Na atmosfera familiar do Teatro Aberto, a peça Tempestade Ainda é incomum. Esta peça, que teve a sua estreia absoluta em 2011, desafia as convenções ao incorporar o próprio escritor, Peter Handke, como protagonista – a personagem do «Eu». A narração é um ponto vital nesta escrita dramática épica onde Handke une a epopeia ao drama. Ele mergulha nas suas raízes eslovenas e explora os relatos dos seus antepassados durante a Segunda Guerra Mundial na região montanhosa da Caríntia, Áustria.
Esta jornada através do tempo e da memória apela ao coração da audiência; o escritor desafia as fronteiras entre a realidade e a ficção, entre o passado e o presente, convidando o público a refletir sobre as suas próprias raízes e conexões com a história. Peter, o narrador-personagem, assumindo o papel de «Eu», é confrontado com as histórias dos seus parentes maternos, que sofreram sob o jugo nazi. A proibição de falarem a sua língua, a obrigação de servir no exército alemão e a resistência dos partisans nas montanhas são reveladas através das vozes dos avós, da mãe, da irmã e dos tios.
A peça é tecida entre recordações, factos e ficção, prestando uma homenagem aos antepassados de Handke.

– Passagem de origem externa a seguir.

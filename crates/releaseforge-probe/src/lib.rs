//! # releaseforge-probe
//!
//! Turns a media file into a [`releaseforge_naming::MediaDescriptor`] by
//! running MediaInfo and reading its JSON report.
//!
//! ```no_run
//! use releaseforge_probe::{MediaInfoProber, MediaProber};
//! use std::path::Path;
//!
//! let media = MediaInfoProber::new().probe(Path::new("/media/movie.mkv"))?;
//! println!("{:?} x {:?}", media.width, media.height);
//! # Ok::<(), releaseforge_probe::Error>(())
//! ```

mod error;
mod mediainfo;
mod prober;
mod tools;

pub use error::{Error, Result};
pub use mediainfo::{descriptor_from_json, MediaInfoProber};
pub use prober::{MediaProber, StaticProber};
pub use tools::{check_tool, check_tools, resolve_tool, ToolInfo, MEDIAINFO};
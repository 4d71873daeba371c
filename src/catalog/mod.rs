//! Catalog lookups: canonical title and release date for a file.

mod similarity;
mod tmdb;

pub use similarity::{levenshtein, similarity};
pub use tmdb::TmdbCatalog;

use async_trait::async_trait;
use releaseforge_naming::CatalogRecord;

/// A remote title catalog.
#[async_trait]
pub trait CatalogService: Send + Sync {
    fn name(&self) -> &'static str;

    /// Find the best match for a guessed title. `None` when no result is
    /// similar enough.
    async fn search(&self, title: &str, is_movie: bool) -> anyhow::Result<Option<CatalogRecord>>;

    /// Fetch a record by catalog identifier.
    async fn fetch_by_id(&self, id: u64, is_movie: bool) -> anyhow::Result<CatalogRecord>;
}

Ao mesmo tempo, Handke ilumina certos eventos muitas vezes obscurecidos pela História através da autodescoberta. O título deriva de uma citação da didascália de Rei Lear, de Shakespeare - «Storm Still». Este título encapsula a visão do autor sobre a continuidade do passado no presente e sobre a persistência das vozes ancestrais que ele procura fazer ouvir. Afinal, tal como acreditam os egípcios, as pessoas morrem duas vezes. A primeira morte é física, quando se expira pela última vez, ou seja quando a alma sai do corpo. A segunda e final morte é simbólica, quando o nome do falecido é pronunciado pela última vez. Com isto, fala-se de quando a pessoa é esquecida. Eles crêem que o espírito só desaparece assim – e quer seja proposital ou não, Handke não quer permitir que o espírito da sua família desapareça, marcando-a então na mente da audiência.
As cortinas do Teatro caem e o eco das vozes ancestrais permanece, lembrando todos de que a tempestade do passado ainda ressoa nos corredores da memória coletiva, pronta para ser ouvida por aqueles que se dispõem a escutar.